Acoustic power outputs were determined by using sequential short HIFU pulses (2–3 s) of increasing power until hyperechoic regions became visible on the diagnostic image. The appearance of hyperecho in the diagnostic image following HIFU exposure can be used as an indicator of successful ablation. [16-18]. The target tumour was systematically exposed to HIFU slice by slice, using the greyscale diagnostic images changes to identify the extent of the treatment (output power 140–350 W). As specified in the trial protocol, HIFU treatment time was limited to 2 h. In the allotted time, an area of tumour was targeted, which was often less than the total tumour area. The quality of the diagnostic ultrasound image dictated the area of tumour that could be treated—this varied significantly between patients. At the end of the procedure the area of tumour treated by HIFU was measured using electronic callipers on the device imaging software. This was recorded as the estimated treament cross-sectional area.
Results
The mean body mass index (BMI) of patients treated was 26.1 kg m−2 (range 19.3–40 kg m−2).
Technical success
Table 3 summarises the treatment parameters. During the research period, treatment times were limited to approximately 2 h, as specified in the trial protocol. Treatment according to protocol was possible in 30 of the 31 patients, who were therefore designated as technical successes. One treatment session was abandoned when the water reservoir housing the treatment head leaked. This patient was not included in the analysis of efficacy. As a result, 30 of the 31 patients were evaluated for technique effectiveness.

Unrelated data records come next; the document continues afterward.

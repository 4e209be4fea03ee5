//! Server configuration, read once from the environment at startup.

use std::net::SocketAddr;

use thiserror::Error;

/// Address the server binds to.
pub const BIND_ADDR_ENV: &str = "YAKSHOP_BIND_ADDR";

/// Highest day a request may ask for.
pub const MAX_DAY_ENV: &str = "YAKSHOP_MAX_DAY";

pub const DEFAULT_BIND_ADDR: &str = "0.0.0.0:8080";
pub const DEFAULT_MAX_DAY: u32 = 100_000;

#[derive(Debug, Error, Clone, PartialEq, Eq)]
pub enum ConfigError {
    #[error("invalid {name}={value:?}: {reason}")]
    Invalid {
        name: &'static str,
        value: String,
        reason: String,
    },
}

#[derive(Debug, Clone, PartialEq, Eq)]
pub struct ApiConfig {
    pub bind_addr: SocketAddr,
    /// Requests for a later day are rejected before any simulation runs.
    pub max_day: u32,
}

impl Default for ApiConfig {
    fn default() -> Self {
        Self {
            bind_addr: SocketAddr::from(([0, 0, 0, 0], 8080)),
            max_day: DEFAULT_MAX_DAY,
        }
    }
}

impl ApiConfig {
    pub fn from_env() -> Result<Self, ConfigError> {
        Self::from_lookup(|name| std::env::var(name).ok())
    }

    /// Build from any variable source; unset variables keep their defaults.
    pub fn from_lookup(lookup: impl Fn(&str) -> Option<String>) -> Result<Self, ConfigError> {
        let mut config = Self::default();

        if let Some(value) = lookup(BIND_ADDR_ENV) {
            config.bind_addr = value.trim().parse().map_err(|e: std::net::AddrParseError| {
                ConfigError::Invalid {
                    name: BIND_ADDR_ENV,
                    value: value.clone(),
                    reason: e.to_string(),
                }
            })?;
        }

        if let Some(value) = lookup(MAX_DAY_ENV) {
            config.max_day = value.trim().parse().map_err(|e: std::num::ParseIntError| {
                ConfigError::Invalid {
                    name: MAX_DAY_ENV,
                    value: value.clone(),
                    reason: e.to_string(),
                }
            })?;
        }

        Ok(config)
    }
}

#[cfg(test)]
mod tests {
    use super::*;
    use std::collections::HashMap;

    fn lookup(vars: &[(&str, &str)]) -> impl Fn(&str) -> Option<String> {
        let vars: HashMap<String, String> = vars
            .iter()
            .map(|(k, v)| (k.to_string(), v.to_string()))
            .collect();
        move |name| vars.get(name).cloned()
    }

    #[test]
    fn defaults_when_unset() {
        let config = ApiConfig::from_lookup(lookup(&[])).unwrap();
        assert_eq!(config, ApiConfig::default());
        assert_eq!(config.bind_addr.to_string(), DEFAULT_BIND_ADDR);
        assert_eq!(config.max_day, 100_000);
    }

    #[test]
    fn reads_overrides() {
        let config = ApiConfig::from_lookup(lookup(&[
            (BIND_ADDR_ENV, "127.0.0.1:9000"),
            (MAX_DAY_ENV, " 365 "),
        ]))
        .unwrap();
        assert_eq!(config.bind_addr.port(), 9000);
        assert_eq!(config.max_day, 365);
    }

    #[test]
    fn rejects_malformed_values() {
        let err = ApiConfig::from_lookup(lookup(&[(MAX_DAY_ENV, "lots")])).unwrap_err();
        assert!(matches!(err, ConfigError::Invalid { name: MAX_DAY_ENV, .. }));

        let err = ApiConfig::from_lookup(lookup(&[(BIND_ADDR_ENV, "nowhere")])).unwrap_err();
        assert!(matches!(err, ConfigError::Invalid { name: BIND_ADDR_ENV, .. }));
    }
}
use axum::http::StatusCode;
use axum::response::IntoResponse;
use serde_json::json;

use yakshop_core::DomainError;
use yakshop_herd::HerdImportError;

pub fn domain_error_to_response(err: DomainError) -> axum::response::Response {
    match err {
        DomainError::Validation(msg) => json_error(StatusCode::BAD_REQUEST, "validation_error", msg),
    }
}

pub fn import_error_to_response(err: HerdImportError) -> axum::response::Response {
    match err {
        HerdImportError::Domain(e) => domain_error_to_response(e),
        HerdImportError::Xml(e) => json_error(StatusCode::BAD_REQUEST, "malformed_herd", e.to_string()),
        HerdImportError::Json(e) => json_error(StatusCode::BAD_REQUEST, "malformed_herd", e.to_string()),
    }
}

pub fn json_error(
    status: StatusCode,
    code: &'static str,
    message: impl Into<String>,
) -> axum::response::Response {
    let message = message.into();
    tracing::warn!(status = status.as_u16(), code, %message, "request rejected");
    (
        status,
        axum::Json(json!({
            "error": code,
            "message": message,
        })),
    )
        .into_response()
}
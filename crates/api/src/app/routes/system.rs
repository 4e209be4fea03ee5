use std::sync::Arc;

use axum::{extract::Extension, http::StatusCode, response::IntoResponse, Json};

use crate::app::dto::StateResponse;
use crate::app::services::ShopService;

pub async fn health() -> StatusCode {
    StatusCode::OK
}

pub async fn state(Extension(service): Extension<Arc<ShopService>>) -> impl IntoResponse {
    Json(StateResponse::from(service.state()))
}
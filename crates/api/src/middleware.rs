use std::time::Instant;

use axum::{extract::Request, middleware::Next, response::Response};

/// Log one line per request with its outcome and latency.
pub async fn request_logging(req: Request, next: Next) -> Response {
    let method = req.method().clone();
    let path = req.uri().path().to_owned();
    let started = Instant::now();

    let res = next.run(req).await;

    let status = res.status();
    let latency_ms = started.elapsed().as_millis() as u64;
    if status.is_server_error() {
        tracing::error!(%method, %path, status = status.as_u16(), latency_ms, "request failed");
    } else {
        tracing::info!(%method, %path, status = status.as_u16(), latency_ms, "request");
    }

    res
}
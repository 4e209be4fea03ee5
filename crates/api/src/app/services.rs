use std::sync::{Mutex, MutexGuard, PoisonError};

use chrono::{DateTime, Utc};

use yakshop_core::{Days, DomainError, DomainResult};
use yakshop_herd::Herd;
use yakshop_shop::{Fulfillment, HerdReport, Order, Shop, StockReport};

/// Snapshot of the shop's calendar, for the state endpoint.
#[derive(Debug, Clone, PartialEq)]
pub struct ShopState {
    pub current_day: Days,
    pub animals: usize,
    pub loaded_at: DateTime<Utc>,
}

/// The shop shared by all requests.
///
/// Each operation holds the shop lock for its whole "advance, then act"
/// sequence, so concurrent requests see days advance in order and never
/// interleave a day step with an order or a reload.
#[derive(Debug)]
pub struct ShopService {
    shop: Mutex<Shop>,
    max_day: u32,
}

impl ShopService {
    pub fn new(shop: Shop, max_day: u32) -> Self {
        Self {
            shop: Mutex::new(shop),
            max_day,
        }
    }

    /// Validate a requested day against the configured ceiling.
    pub fn check_day(&self, day: u32) -> DomainResult<Days> {
        if day > self.max_day {
            return Err(DomainError::validation(format!(
                "day {day} is beyond the last supported day {}",
                self.max_day
            )));
        }
        Ok(Days::new(day))
    }

    /// Replace the herd and restart at day zero. Returns the herd size.
    pub fn load(&self, herd: Herd) -> usize {
        let animals = herd.len();
        self.lock().load(herd);
        animals
    }

    pub fn stock_at(&self, day: Days) -> StockReport {
        let mut shop = self.lock();
        shop.advance_to(day);
        shop.stock_report()
    }

    pub fn herd_at(&self, day: Days) -> HerdReport {
        let mut shop = self.lock();
        shop.advance_to(day);
        shop.herd_report()
    }

    pub fn order_at(&self, day: Days, order: &Order) -> Fulfillment {
        let mut shop = self.lock();
        shop.advance_to(day);
        shop.place_order(order)
    }

    pub fn state(&self) -> ShopState {
        let shop = self.lock();
        ShopState {
            current_day: shop.current_day(),
            animals: shop.herd().len(),
            loaded_at: shop.loaded_at(),
        }
    }

    /// Run `f` with exclusive access to the shop.
    pub fn with_shop<R>(&self, f: impl FnOnce(&mut Shop) -> R) -> R {
        f(&mut self.lock())
    }

    fn lock(&self) -> MutexGuard<'_, Shop> {
        self.shop.lock().unwrap_or_else(|poisoned| {
            tracing::warn!("shop lock was poisoned; continuing with its last state");
            PoisonError::into_inner(poisoned)
        })
    }
}
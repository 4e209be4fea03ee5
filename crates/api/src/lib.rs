//! HTTP API: server configuration, routing, and request/response mapping.
//!
//! The handlers are thin adapters: each one parses its input, advances the
//! shop to the requested day and serves the result.

pub mod app;
pub mod config;
pub mod middleware;

pub use config::{ApiConfig, ConfigError};
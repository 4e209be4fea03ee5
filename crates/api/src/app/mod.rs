//! HTTP API application wiring (Axum router + service wiring).
//!
//! - `services.rs`: the shared shop and the operations handlers call on it
//! - `routes/`: HTTP routes + handlers
//! - `dto.rs`: request/response DTOs and parsing helpers
//! - `errors.rs`: consistent error responses

use std::sync::Arc;

use axum::{Extension, Router, routing::get};
use tower::ServiceBuilder;

use yakshop_shop::Shop;

use crate::config::ApiConfig;
use crate::middleware;

pub mod dto;
pub mod errors;
pub mod routes;
pub mod services;

use services::ShopService;

/// Build the full HTTP router around a fresh, empty shop.
pub fn build_app(config: &ApiConfig) -> Router {
    build_app_with_service(Arc::new(ShopService::new(Shop::new(), config.max_day)))
}

/// Build the router around an existing service (lets tests inspect the shop).
pub fn build_app_with_service(service: Arc<ShopService>) -> Router {
    Router::new()
        .route("/health", get(routes::system::health))
        .nest("/yak-shop", routes::router())
        .layer(
            ServiceBuilder::new()
                .layer(axum::middleware::from_fn(middleware::request_logging))
                .layer(Extension(service)),
        )
}
//! Serializable views of the shop state.
//!
//! Quantities are rounded for display only; the simulation itself keeps
//! full precision and whole days.

use serde::Serialize;

use yakshop_core::round_to;
use yakshop_herd::{Animal, Herd};
use yakshop_inventory::StockSnapshot;

#[derive(Debug, Clone, PartialEq, Serialize)]
pub struct StockReport {
    /// Litres, two decimals.
    pub milk: f64,
    pub skins: u32,
}

impl From<StockSnapshot> for StockReport {
    fn from(snapshot: StockSnapshot) -> Self {
        Self {
            milk: snapshot.milk.rounded(),
            skins: snapshot.skins,
        }
    }
}

#[derive(Debug, Clone, PartialEq, Serialize)]
pub struct AnimalReport {
    pub name: String,
    /// Years, two decimals.
    pub age: f64,
    #[serde(rename = "age-last-shaved")]
    pub age_last_shaved: f64,
}

impl From<&Animal> for AnimalReport {
    fn from(animal: &Animal) -> Self {
        Self {
            name: animal.name().to_string(),
            age: round_to(animal.age().as_years(), 2),
            age_last_shaved: round_to(animal.age_last_shaved().as_years(), 2),
        }
    }
}

#[derive(Debug, Clone, PartialEq, Serialize)]
pub struct HerdReport {
    pub herd: Vec<AnimalReport>,
}

impl From<&Herd> for HerdReport {
    fn from(herd: &Herd) -> Self {
        Self {
            herd: herd.animals().iter().map(AnimalReport::from).collect(),
        }
    }
}

#[cfg(test)]
mod tests {
    use super::*;
    use yakshop_core::{Days, Litres};
    use yakshop_herd::Sex;
    use yakshop_inventory::Stock;

    #[test]
    fn herd_report_uses_years_and_dashed_key() {
        let mut herd = Herd::from(vec![
            Animal::new("Betty-1", Days::new(400), Sex::Female).unwrap(),
            Animal::new("Betty-3", Days::new(950), Sex::Female).unwrap(),
        ]);
        let stock = Stock::new();
        for _ in 0..13 {
            herd.attend(&stock);
            herd.day_passes();
        }

        let json = serde_json::to_value(HerdReport::from(&herd)).unwrap();
        assert_eq!(
            json,
            serde_json::json!({
                "herd": [
                    { "name": "Betty-1", "age": 4.13, "age-last-shaved": 4.0 },
                    { "name": "Betty-3", "age": 9.63, "age-last-shaved": 9.5 },
                ]
            })
        );
    }

    #[test]
    fn stock_report_rounds_milk() {
        let report = StockReport::from(StockSnapshot {
            milk: Litres::new(88.80999999999995),
            skins: 1,
        });
        assert_eq!(serde_json::to_value(report).unwrap(), serde_json::json!({ "milk": 88.81, "skins": 1 }));
    }
}
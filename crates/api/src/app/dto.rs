use axum::http::StatusCode;
use serde::Serialize;

use yakshop_core::Days;
use yakshop_shop::Order;

use crate::app::errors;
use crate::app::services::{ShopService, ShopState};

// -------------------------
// Response DTOs
// -------------------------

#[derive(Debug, Serialize)]
pub struct StateResponse {
    pub day: u32,
    pub animals: usize,
    pub loaded_at: String,
}

impl From<ShopState> for StateResponse {
    fn from(state: ShopState) -> Self {
        Self {
            day: state.current_day.get(),
            animals: state.animals,
            loaded_at: state.loaded_at.to_rfc3339(),
        }
    }
}

// -------------------------
// Parsing helpers
// -------------------------

/// Parse a `{day}` path segment and check it against the configured ceiling.
pub fn parse_day(service: &ShopService, raw: &str) -> Result<Days, axum::response::Response> {
    let day: u32 = raw.trim().parse().map_err(|_| {
        errors::json_error(
            StatusCode::BAD_REQUEST,
            "invalid_day",
            format!("day must be a non-negative integer (got {raw:?})"),
        )
    })?;

    service.check_day(day).map_err(errors::domain_error_to_response)
}

/// Parse and validate an order body.
///
/// Parsed from raw bytes so that clients which omit the JSON content type
/// are still served.
pub fn parse_order(body: &[u8]) -> Result<Order, axum::response::Response> {
    let order: Order = serde_json::from_slice(body).map_err(|e| {
        errors::json_error(StatusCode::BAD_REQUEST, "malformed_order", format!("cannot parse order: {e}"))
    })?;

    order.validate().map_err(errors::domain_error_to_response)?;
    Ok(order)
}
use std::sync::Arc;

use surtidor_core::{
    model::{FuelType, Municipality, Province, Selection, Station},
    ports::PortError,
    sequence::{RequestSequencer, RequestTag},
    service::SurtidorService,
};

#[derive(Debug, Clone, Copy, PartialEq, Eq)]
pub(crate) enum Screen {
    ProvinceSelect,
    MunicipalitySelect,
    FuelTypeSelect,
    StationList,
}

/// Result of a background fetch, tagged with the request that produced it.
pub(crate) enum Fetched {
    Provinces(RequestTag, Result<Vec<Province>, PortError>),
    Municipalities(RequestTag, Result<Vec<Municipality>, PortError>),
    FuelTypes(RequestTag, Result<Vec<FuelType>, PortError>),
    Stations(RequestTag, Result<Vec<Station>, PortError>),
}

/// One sequencer per kind of listing; a new request only supersedes its own kind.
#[derive(Default)]
pub(crate) struct Requests {
    pub provinces: RequestSequencer,
    pub municipalities: RequestSequencer,
    pub fuel_types: RequestSequencer,
    pub stations: RequestSequencer,
    pub in_flight: usize,
}

pub(crate) struct App {
    pub service: Arc<SurtidorService>,

    pub screen: Screen,
    pub selection: Selection,

    pub provinces: Vec<Province>,
    pub province_list_index: usize,

    pub municipalities: Vec<Municipality>,
    pub municipality_list_index: usize,

    pub fuel_types: Vec<FuelType>,
    pub fuel_type_list_index: usize,

    pub stations: Vec<Station>,
    pub station_list_index: usize,

    pub requests: Requests,
    pub error_message: Option<String>,
}

impl App {
    pub(crate) fn new(service: Arc<SurtidorService>) -> Self {
        Self {
            service,
            screen: Screen::ProvinceSelect,
            selection: Selection::default(),
            provinces: Vec::new(),
            province_list_index: 0,
            municipalities: Vec::new(),
            municipality_list_index: 0,
            fuel_types: Vec::new(),
            fuel_type_list_index: 0,
            stations: Vec::new(),
            station_list_index: 0,
            requests: Requests::default(),
            error_message: None,
        }
    }

    pub(crate) fn is_loading(&self) -> bool {
        self.requests.in_flight > 0
    }

    /// Commit the highlighted province; the municipality list starts over.
    pub(crate) fn select_current_province(&mut self) -> bool {
        let Some(province) = self.provinces.get(self.province_list_index) else {
            return false;
        };
        self.selection = self.selection.clone().with_province(province.id.clone());
        self.municipalities.clear();
        self.municipality_list_index = 0;
        self.clear_stations();
        self.screen = Screen::MunicipalitySelect;
        true
    }

    pub(crate) fn select_current_municipality(&mut self) -> bool {
        let Some(municipality) = self.municipalities.get(self.municipality_list_index) else {
            return false;
        };
        self.selection = self
            .selection
            .clone()
            .with_municipality(municipality.id.clone());
        self.clear_stations();
        self.screen = Screen::FuelTypeSelect;
        true
    }

    pub(crate) fn select_current_fuel_type(&mut self) -> bool {
        if self.selection.municipality().is_none() {
            return false;
        }
        let Some(fuel_type) = self.fuel_types.get(self.fuel_type_list_index) else {
            return false;
        };
        self.selection = self.selection.clone().with_fuel_type(fuel_type.id.clone());
        self.screen = Screen::StationList;
        true
    }

    pub(crate) fn toggle_open_now(&mut self) {
        let open_now_only = !self.selection.open_now_only();
        self.selection = self.selection.clone().with_open_now_only(open_now_only);
    }

    /// Drop the station list and ignore any listing still on its way.
    fn clear_stations(&mut self) {
        self.stations.clear();
        self.station_list_index = 0;
        self.requests.stations.cancel();
    }

    pub(crate) fn province_name(&self) -> &str {
        self.selection
            .province()
            .and_then(|id| self.provinces.iter().find(|province| &province.id == id))
            .map_or("<province>", |province| province.name.as_str())
    }

    pub(crate) fn municipality_name(&self) -> &str {
        self.selection
            .municipality()
            .and_then(|id| {
                self.municipalities
                    .iter()
                    .find(|municipality| &municipality.id == id)
            })
            .map_or("<municipality>", |municipality| municipality.name.as_str())
    }

    pub(crate) fn fuel_type_name(&self) -> &str {
        self.selection
            .fuel_type()
            .and_then(|id| self.fuel_types.iter().find(|fuel_type| &fuel_type.id == id))
            .map_or("<fuel type>", |fuel_type| fuel_type.name.as_str())
    }

    /// Apply a finished fetch unless a newer request of the same kind was issued.
    pub(crate) fn apply(&mut self, fetched: Fetched) {
        self.requests.in_flight = self.requests.in_flight.saturating_sub(1);

        match fetched {
            Fetched::Provinces(tag, result) => {
                if !self.requests.provinces.is_current(tag) {
                    return;
                }
                match result {
                    Ok(provinces) => {
                        self.provinces = provinces;
                        self.province_list_index = 0;
                    }
                    Err(err) => self.error_message = Some(format!("Loading provinces failed: {err}")),
                }
            }
            Fetched::Municipalities(tag, result) => {
                if !self.requests.municipalities.is_current(tag) {
                    tracing::debug!("discarding stale municipality list");
                    return;
                }
                match result {
                    Ok(municipalities) => {
                        self.municipalities = municipalities;
                        self.municipality_list_index = 0;
                    }
                    Err(err) => {
                        self.error_message = Some(format!("Loading municipalities failed: {err}"));
                    }
                }
            }
            Fetched::FuelTypes(tag, result) => {
                if !self.requests.fuel_types.is_current(tag) {
                    return;
                }
                match result {
                    Ok(fuel_types) => {
                        self.fuel_types = fuel_types;
                        self.fuel_type_list_index = 0;
                    }
                    Err(err) => {
                        self.error_message = Some(format!("Loading fuel types failed: {err}"));
                    }
                }
            }
            Fetched::Stations(tag, result) => {
                if !self.requests.stations.is_current(tag) {
                    tracing::debug!("discarding stale station list");
                    return;
                }
                match result {
                    Ok(stations) => {
                        self.stations = stations;
                        self.station_list_index = 0;
                    }
                    Err(err) => {
                        self.error_message = Some(format!("Loading stations failed: {err}"));
                    }
                }
            }
        }
    }
}
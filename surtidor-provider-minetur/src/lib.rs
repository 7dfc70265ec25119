//! Provider implementation for the Spanish ministry's fuel-price REST service.

use async_trait::async_trait;
use reqwest::{Client, RequestBuilder, Url};
use serde::Deserialize;
use serde::de::DeserializeOwned;

use surtidor_core::{
    model::{
        FuelType, FuelTypeId, Municipality, MunicipalityId, Price, Province, ProvinceId, Station,
    },
    ports::{DirectoryPort, PortError},
};

/// Public endpoint of the "PreciosCarburantes" service.
pub const DEFAULT_BASE_URL: &str =
    "https://sedeaplicaciones.minetur.gob.es/ServiciosRESTCarburantes/PreciosCarburantes/";

const PROVINCES_PATH: &str = "Listados/Provincias/";
const MUNICIPALITIES_PATH: &str = "Listados/MunicipiosPorProvincia/";
const PRODUCTS_PATH: &str = "Listados/ProductosPetroliferos/";
const STATIONS_PATH: &str = "EstacionesTerrestres/FiltroMunicipioProducto/";

/// Identifiers arrive as text, but tolerate bare numbers.
#[derive(Debug, Deserialize)]
#[serde(untagged)]
enum RawId {
    Text(String),
    Number(u64),
}

impl From<RawId> for String {
    fn from(raw: RawId) -> Self {
        match raw {
            RawId::Text(text) => text,
            RawId::Number(number) => number.to_string(),
        }
    }
}

/// Entry of /Listados/Provincias/ (the key typo is the service's).
#[derive(Debug, Deserialize)]
struct ProvinceEntry {
    #[serde(rename = "IDPovincia")]
    id: RawId,
    #[serde(rename = "Provincia", default)]
    name: String,
}

/// Entry of /Listados/MunicipiosPorProvincia/{id}
#[derive(Debug, Deserialize)]
struct MunicipalityEntry {
    #[serde(rename = "IDMunicipio")]
    id: RawId,
    #[serde(rename = "Municipio", default)]
    name: String,
}

/// Entry of /Listados/ProductosPetroliferos/
#[derive(Debug, Deserialize)]
struct ProductEntry {
    #[serde(rename = "IDProducto")]
    id: RawId,
    #[serde(rename = "NombreProducto", default)]
    name: String,
}

/// Response of /EstacionesTerrestres/FiltroMunicipioProducto/{municipality}/{product}
#[derive(Debug, Deserialize)]
struct StationsResponse {
    #[serde(rename = "ListaEESSPrecio", default)]
    stations: Vec<StationEntry>,
    // Fecha, Nota and ResultadoConsulta are not needed
}

#[derive(Debug, Deserialize)]
struct StationEntry {
    #[serde(rename = "Rótulo", default)]
    name: String,
    #[serde(rename = "Dirección", default)]
    address: String,
    #[serde(rename = "Municipio", default)]
    municipality: String,
    #[serde(rename = "Provincia", default)]
    province: String,
    #[serde(rename = "Horario", default)]
    schedule: String,
    #[serde(rename = "PrecioProducto", default)]
    price: Option<String>,
}

impl From<StationEntry> for Station {
    fn from(entry: StationEntry) -> Self {
        Station {
            name: entry.name,
            address: entry.address,
            municipality: entry.municipality,
            province: entry.province,
            schedule: entry.schedule,
            price: entry.price.as_deref().and_then(Price::new),
        }
    }
}

/// Directory implementation backed by the ministry REST service.
pub struct MineturDirectory {
    client: Client,
    base_url: Url,
}

impl MineturDirectory {
    /// Create a directory bound to the public endpoint.
    ///
    /// # Errors
    ///
    /// Never fails in practice; the signature matches [`MineturDirectory::with_base_url`].
    pub fn new(client: Client) -> Result<Self, PortError> {
        Self::with_base_url(client, DEFAULT_BASE_URL)
    }

    /// Create a directory bound to a custom endpoint, e.g. a mirror or a test server.
    ///
    /// # Errors
    ///
    /// Returns [`PortError::InvalidBaseUrl`] when `base_url` is not an absolute HTTP(S) URL.
    pub fn with_base_url(client: Client, base_url: &str) -> Result<Self, PortError> {
        // Relative joins drop the last segment unless the base ends with a slash.
        let normalized = if base_url.ends_with('/') {
            base_url.to_owned()
        } else {
            format!("{base_url}/")
        };

        let parsed = Url::parse(&normalized)
            .map_err(|err| PortError::InvalidBaseUrl(format!("{base_url}: {err}")))?;
        if !matches!(parsed.scheme(), "http" | "https") {
            return Err(PortError::InvalidBaseUrl(format!(
                "{base_url}: unsupported scheme {}",
                parsed.scheme()
            )));
        }

        Ok(Self {
            client,
            base_url: parsed,
        })
    }

    /// Endpoint the directory talks to.
    #[must_use]
    pub fn base_url(&self) -> &Url {
        &self.base_url
    }

    fn endpoint(&self, path: &str) -> Result<Url, PortError> {
        self.base_url
            .join(path)
            .map_err(|err| PortError::InvalidBaseUrl(format!("{path}: {err}")))
    }
}

#[async_trait]
impl DirectoryPort for MineturDirectory {
    async fn provinces(&self) -> Result<Vec<Province>, PortError> {
        let url = self.endpoint(PROVINCES_PATH)?;
        let entries: Vec<ProvinceEntry> = fetch_json(self.client.get(url), "provinces").await?;

        Ok(entries
            .into_iter()
            .map(|entry| Province {
                id: ProvinceId(entry.id.into()),
                name: entry.name,
            })
            .collect())
    }

    async fn municipalities(
        &self,
        province: &ProvinceId,
    ) -> Result<Vec<Municipality>, PortError> {
        let url = self.endpoint(&format!("{MUNICIPALITIES_PATH}{}", province.0.trim()))?;
        let entries: Vec<MunicipalityEntry> =
            fetch_json(self.client.get(url), "municipalities").await?;

        Ok(entries
            .into_iter()
            .map(|entry| Municipality {
                id: MunicipalityId(entry.id.into()),
                name: entry.name,
                province: province.clone(),
            })
            .collect())
    }

    async fn fuel_types(&self) -> Result<Vec<FuelType>, PortError> {
        let url = self.endpoint(PRODUCTS_PATH)?;
        let entries: Vec<ProductEntry> = fetch_json(self.client.get(url), "fuel types").await?;

        Ok(entries
            .into_iter()
            .map(|entry| FuelType {
                id: FuelTypeId(entry.id.into()),
                name: entry.name,
            })
            .collect())
    }

    async fn stations(
        &self,
        municipality: &MunicipalityId,
        fuel_type: &FuelTypeId,
    ) -> Result<Vec<Station>, PortError> {
        let url = self.endpoint(&format!(
            "{STATIONS_PATH}{}/{}",
            municipality.0.trim(),
            fuel_type.0.trim()
        ))?;
        let response: StationsResponse = fetch_json(self.client.get(url), "stations").await?;

        Ok(response.stations.into_iter().map(Station::from).collect())
    }
}

// Small helper to fetch and decode JSON with status handling.
async fn fetch_json<T: DeserializeOwned>(
    req: RequestBuilder,
    context: &'static str,
) -> Result<T, PortError> {
    let resp = req.send().await.map_err(PortError::from)?;
    let url = resp.url().to_string();
    let status = resp.status();
    tracing::debug!(%url, status = status.as_u16(), context, "directory response");

    if !status.is_success() {
        return Err(PortError::UnexpectedStatus {
            status: status.as_u16(),
            url,
        });
    }

    let body = resp.text().await.map_err(PortError::from)?;
    serde_json::from_str(&body).map_err(|source| PortError::Decode { context, source })
}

Table 3. Treatment times for high-intensity focused ultrasound treatment.
Parameter | Mean | Median | Range |
Anaesthetic time (min) | 199 | 186 | 150–271 |
Patient positioning (min) | 18 | 16 | 10–45 |
Time to locate tumour and plan treatment (min) | 43 | 35 | 10–133 |
Treatment duration (min) | 111 | 118 | 30–175 |
Total exposure (min) | 21 | 21 | 0.2–44 |
Patient morbidity
All 31 patients were evaluable for device-related patient morbidity. These data are summarised according to Common Toxicity Criteria grade in Table 4. Three events were anaesthetic-related—one case of ecchymosis of the right eyelid, one episode of post-operative hypertension and one case of bruising of the right arm were seen. All three were managed conservatively and resolved fully. Seven patients reported symptoms related to disease progression during the follow-up period, including shortness of breath, lethargy and weight loss. Two patients died during the follow-up period, one as a consequence of small bowel obstruction secondary to progression of the primary tumour, and the other from disease progression. In neither case was the HIFU treatment implicated as a contributing factor.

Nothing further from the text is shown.